__INSTRUCTIONS TO FOLLOW__:
Keep only those lines of the records that include the string "subtree".

__INPUT FOR THIS TASK__:
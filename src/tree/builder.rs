//! Ukkonen's online suffix tree construction
//!
//! Builds the tree in a single left-to-right pass over the text, one phase
//! per position. Linear time rests on three devices working together:
//!
//! 1. The skip/count matcher ([`super::matcher`]) traverses long edges in
//!    one step instead of byte by byte.
//! 2. Suffix links let each extension locate its insertion point from the
//!    previous extension's endpoint in amortized O(1), walking up at most
//!    two ancestors ("canonical reference") instead of restarting at root.
//! 3. Each phase starts its extensions at the last created leaf: earlier
//!    suffixes are guaranteed already present, and a "rule 3" hit stops the
//!    phase outright because all remaining suffixes are implicitly present.
//!
//! The loop is a faithful rendition of a subtle algorithm; structural
//! assumptions that cannot be violated by any input (a child that must
//! exist, at most one unlinked ancestor) are enforced with panics, not
//! errors.

use super::matcher::{descend, Descent};
use super::types::{EdgeLabel, Node, NodeArena, NodeId, ROOT};

/// Single-use construction state; `build` consumes it and yields the
/// finished text/arena pair.
pub(crate) struct TreeBuilder {
    text: Vec<u8>,
    arena: NodeArena,
    /// Current phase: index of the text position being inserted. Open
    /// edges are measured against this, so none are ever rewritten
    /// per-phase.
    phase: usize,
}

/// Where the canonical jump lands before re-matching.
enum Jump {
    /// No usable link above: fall back to matching down from the root
    FromRoot,
    /// The previous endpoint already carries a link; land there directly
    Direct(NodeId),
    /// Land on an ancestor's link target, then re-match the one or two
    /// edge fragments between that ancestor and the previous endpoint
    Rematch {
        target: NodeId,
        fragments: Vec<EdgeLabel>,
    },
}

impl TreeBuilder {
    /// Caller guarantees `text` is non-empty.
    pub(crate) fn new(text: Vec<u8>) -> Self {
        debug_assert!(!text.is_empty());
        Self {
            text,
            arena: NodeArena::with_root(),
            phase: 0,
        }
    }

    pub(crate) fn build(mut self) -> (Vec<u8>, NodeArena) {
        let m = self.text.len();

        // Implicit phase 0: root with one open edge to leaf 0
        let deep = self.add_edge(ROOT, EdgeLabel::open(0));
        self.set_leaf(deep, 0);

        let mut prev_ext_end = deep;
        let mut last_created_leaf: Option<usize> = None;

        for i in 1..m {
            self.phase = i;

            let mut skip_remaining = false;
            let mut pending_link: Option<NodeId> = None;

            // Extensions 1..j_start-1 are already present from earlier phases
            let j_start = last_created_leaf.unwrap_or(1);
            let mut j = j_start;

            while j < i {
                let outcome = self.locate(prev_ext_end, last_created_leaf, j, i);

                match outcome {
                    Descent::InEdge { node: found, unmatched_at } => {
                        if self.text[unmatched_at] == self.text[i] {
                            // Rule 3: suffix already implicitly present;
                            // the phase stops here
                            skip_remaining = true;
                            break;
                        }
                        // Rule 2a: split the edge at the mismatch
                        let internal = self.split_edge(found, unmatched_at);
                        if let Some(p) = pending_link.take() {
                            self.set_link(p, internal);
                        }
                        pending_link = Some(internal);

                        let leaf = self.add_edge(internal, EdgeLabel::open(i));
                        self.set_leaf(leaf, j);
                        last_created_leaf = Some(j);
                        prev_ext_end = internal;
                    }
                    Descent::AtNode(found) => {
                        if self.arena.get(found).is_leaf() {
                            // Rule 1: the leaf keeps growing by itself
                            prev_ext_end = found;
                        } else {
                            if let Some(p) = pending_link.take() {
                                self.set_link(p, found);
                            }
                            if self.arena.get(found).link.is_none() {
                                pending_link = Some(found);
                            }

                            if self.arena.child(found, self.text[i]).is_none() {
                                // Rule 2b: attach a new leaf directly
                                let leaf = self.add_edge(found, EdgeLabel::open(i));
                                self.set_leaf(leaf, j);
                                last_created_leaf = Some(j);
                                prev_ext_end = found;
                            } else {
                                // Rule 3 at a node boundary
                                skip_remaining = true;
                                break;
                            }
                        }
                    }
                }

                j += 1;
            }

            if !skip_remaining {
                // Extension j = i is always handled against the root
                if self.arena.child(ROOT, self.text[i]).is_none() {
                    let leaf = self.add_edge(ROOT, EdgeLabel::open(i));
                    self.set_leaf(leaf, i);
                    last_created_leaf = Some(i);
                    prev_ext_end = leaf;
                }
                // Root is always a valid link target
                if let Some(p) = pending_link.take() {
                    self.set_link(p, ROOT);
                }
            }
        }

        self.close_leaves(m - 1);
        (self.text, self.arena)
    }

    /// Locate the active point for extension `j` of phase `i`.
    fn locate(
        &self,
        prev_ext_end: NodeId,
        last_created_leaf: Option<usize>,
        j: usize,
        i: usize,
    ) -> Descent {
        // Continuation of the previous phase's last extension: only the
        // newest byte needs matching, and not even that from a leaf
        if Some(j) == last_created_leaf && j > 1 {
            if self.arena.get(prev_ext_end).is_leaf() {
                return Descent::AtNode(prev_ext_end);
            }
            let frag = [EdgeLabel::span(i - 1, i - 1)];
            return descend(&self.arena, &self.text, self.phase, prev_ext_end, &frag);
        }

        match self.pre_match(prev_ext_end) {
            Jump::Direct(target) => Descent::AtNode(target),
            Jump::Rematch { target, fragments } => {
                descend(&self.arena, &self.text, self.phase, target, &fragments)
            }
            Jump::FromRoot => {
                let frag = [EdgeLabel::span(j, i - 1)];
                descend(&self.arena, &self.text, self.phase, ROOT, &frag)
            }
        }
    }

    /// Canonical-reference jump: find the nearest suffix link at or above
    /// `p` and the fragments that must be re-matched below its target.
    fn pre_match(&self, p: NodeId) -> Jump {
        debug_assert_ne!(p, ROOT);
        let pn = self.arena.get(p);

        if let Some(link) = pn.link {
            return Jump::Direct(link);
        }

        let v = pn.parent.expect("non-root node has a parent");
        if v == ROOT {
            return Jump::FromRoot;
        }

        let vn = self.arena.get(v);
        let p_edge = pn.edge.expect("non-root node has an edge");

        match vn.link {
            Some(target) => Jump::Rematch {
                target,
                fragments: vec![p_edge.pinned(self.phase)],
            },
            None => {
                let w = vn.parent.expect("non-root node has a parent");
                if w == ROOT {
                    return Jump::FromRoot;
                }
                // At most one ancestor may be missing its link
                let target = self.arena.get(w).link.unwrap_or_else(|| {
                    panic!(
                        "suffix tree invariant broken: nodes {} and {} both lack suffix links",
                        v, w
                    )
                });
                let v_edge = vn.edge.expect("non-root node has an edge");
                Jump::Rematch {
                    target,
                    fragments: vec![v_edge.pinned(self.phase), p_edge.pinned(self.phase)],
                }
            }
        }
    }

    /// Split the incoming edge of `child` so that the byte at
    /// `unmatched_at` begins the lower half; returns the new internal node
    /// owning the upper half.
    fn split_edge(&mut self, child: NodeId, unmatched_at: usize) -> NodeId {
        let old_edge = self.arena.get(child).edge.expect("non-root node has an edge");
        let parent = self.arena.get(child).parent.expect("non-root node has a parent");

        // Detach the old subtree, insert the internal node in its place,
        // then re-attach the subtree with a shortened edge
        self.arena
            .get_mut(parent)
            .children
            .remove(&self.text[old_edge.start]);

        let internal = self.add_edge(parent, EdgeLabel::span(old_edge.start, unmatched_at - 1));

        let n = self.arena.get_mut(child);
        n.parent = Some(internal);
        n.edge = Some(EdgeLabel {
            start: unmatched_at,
            end: old_edge.end,
        });
        let byte = self.text[unmatched_at];
        self.arena.get_mut(internal).children.insert(byte, child);

        internal
    }

    fn add_edge(&mut self, parent: NodeId, edge: EdgeLabel) -> NodeId {
        let byte = self.text[edge.start];
        debug_assert!(
            !self.arena.get(parent).children.contains_key(&byte),
            "duplicate first byte {:#04x} under node {}",
            byte,
            parent
        );
        let id = self.arena.alloc(Node::with_edge(edge, parent));
        self.arena.get_mut(parent).children.insert(byte, id);
        id
    }

    fn set_leaf(&mut self, id: NodeId, number: usize) {
        self.arena.get_mut(id).leaf = Some(number as u32);
    }

    fn set_link(&mut self, from: NodeId, to: NodeId) {
        let n = self.arena.get_mut(from);
        debug_assert!(n.link.is_none(), "suffix link of node {} set twice", from);
        n.link = Some(to);
    }

    /// Finalization: close every leaf's open edge to `end`, fixing each
    /// leaf's path label to its full suffix. Explicit worklist, the tree
    /// can be deep on repetitive texts.
    fn close_leaves(&mut self, end: usize) {
        let mut stack = vec![ROOT];
        while let Some(id) = stack.pop() {
            if self.arena.get(id).is_leaf() {
                let n = self.arena.get_mut(id);
                if let Some(edge) = n.edge.as_mut() {
                    edge.end = Some(end);
                }
            } else {
                stack.extend(self.arena.get(id).children.values().copied());
            }
        }
    }
}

__COMPLETED TASK__:
        // Detach the old subtree, insert the internal node in its place,
        // then re-attach the subtree with a shortened edge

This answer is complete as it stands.